#### What to produce:
Across the entries below, how many lines contain the word "Environment"? Give the number alone.

[Dataset excerpts]

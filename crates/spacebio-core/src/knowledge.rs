//! # Knowledge Graph Tab
//!
//! View model of the detail overlay's knowledge-graph tab.
//!
//! The graph is static mock content: every record gets the same five
//! entities, four relationships and related concepts. Strengths are whole
//! percentages so no float arithmetic is involved anywhere.

use crate::{Record, RecordId};
use serde::Serialize;

/// Number of entities drawn in the graph visualization.
pub const MAX_DRAWN_NODES: usize = 5;

/// Kind of a knowledge-graph entity.
#[derive(Debug, Clone, Copy, PartialEq, Eq, Serialize)]
pub enum EntityKind {
    Condition,
    Process,
    Organism,
    Structure,
    Environment,
}

impl EntityKind {
    #[must_use]
    pub const fn label(self) -> &'static str {
        match self {
            Self::Condition => "Condition",
            Self::Process => "Process",
            Self::Organism => "Organism",
            Self::Structure => "Structure",
            Self::Environment => "Environment",
        }
    }
}

#[derive(Debug, Clone, PartialEq, Eq, Serialize)]
pub struct Entity {
    pub id: u32,
    pub name: &'static str,
    pub kind: EntityKind,
    pub connections: u32,
}

#[derive(Debug, Clone, PartialEq, Eq, Serialize)]
pub struct Relationship {
    pub from: u32,
    pub to: u32,
    pub relation: &'static str,
    pub strength_percent: u8,
}

/// A relationship with both endpoint names resolved.
#[derive(Debug, Clone, PartialEq, Eq, Serialize)]
pub struct ResolvedRelationship {
    pub from: &'static str,
    pub relation: &'static str,
    pub to: &'static str,
    pub strength_percent: u8,
}

/// Placement of a drawn node, as percentages of the canvas.
#[derive(Debug, Clone, Copy, PartialEq, Eq, Serialize)]
pub struct NodePosition {
    pub entity: u32,
    pub left_percent: u32,
    pub top_percent: u32,
}

#[derive(Debug, Clone, PartialEq, Eq, Serialize)]
pub struct KnowledgeGraph {
    pub record: RecordId,
    pub entities: Vec<Entity>,
    pub relationships: Vec<Relationship>,
    pub related_concepts: Vec<&'static str>,
}

const fn entity(id: u32, name: &'static str, kind: EntityKind, connections: u32) -> Entity {
    Entity {
        id,
        name,
        kind,
        connections,
    }
}

const fn relationship(from: u32, to: u32, relation: &'static str, strength_percent: u8) -> Relationship {
    Relationship {
        from,
        to,
        relation,
        strength_percent,
    }
}

impl KnowledgeGraph {
    /// The knowledge graph shown for `record`.
    #[must_use]
    pub fn for_record(record: &Record) -> Self {
        Self {
            record: record.id,
            entities: vec![
                entity(1, "Microgravity", EntityKind::Condition, 15),
                entity(2, "Gene Expression", EntityKind::Process, 23),
                entity(3, "Arabidopsis", EntityKind::Organism, 18),
                entity(4, "Cell Wall", EntityKind::Structure, 12),
                entity(5, "Space Flight", EntityKind::Environment, 31),
            ],
            relationships: vec![
                relationship(1, 2, "affects", 80),
                relationship(2, 3, "occurs_in", 90),
                relationship(1, 4, "modifies", 70),
                relationship(5, 1, "creates", 95),
            ],
            related_concepts: vec![
                "Gravitational Biology",
                "Space Adaptation",
                "Molecular Biology",
                "Plant Physiology",
                "Stress Response",
            ],
        }
    }

    #[must_use]
    pub fn entity(&self, id: u32) -> Option<&Entity> {
        self.entities.iter().find(|e| e.id == id)
    }

    /// Pair each relationship with its endpoint names.
    /// Relationships with an unknown endpoint are skipped.
    #[must_use]
    pub fn resolve_relationships(&self) -> Vec<ResolvedRelationship> {
        self.relationships
            .iter()
            .filter_map(|rel| {
                let from = self.entity(rel.from)?;
                let to = self.entity(rel.to)?;
                Some(ResolvedRelationship {
                    from: from.name,
                    relation: rel.relation,
                    to: to.name,
                    strength_percent: rel.strength_percent,
                })
            })
            .collect()
    }

    /// Positions of the first [`MAX_DRAWN_NODES`] entities on a zig-zag line.
    #[must_use]
    pub fn layout(&self) -> Vec<NodePosition> {
        self.entities
            .iter()
            .take(MAX_DRAWN_NODES)
            .zip(0u32..)
            .map(|(e, i)| NodePosition {
                entity: e.id,
                left_percent: 20 + i * 15,
                top_percent: 30 + (i % 2) * 20,
            })
            .collect()
    }
}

#### Task output:
3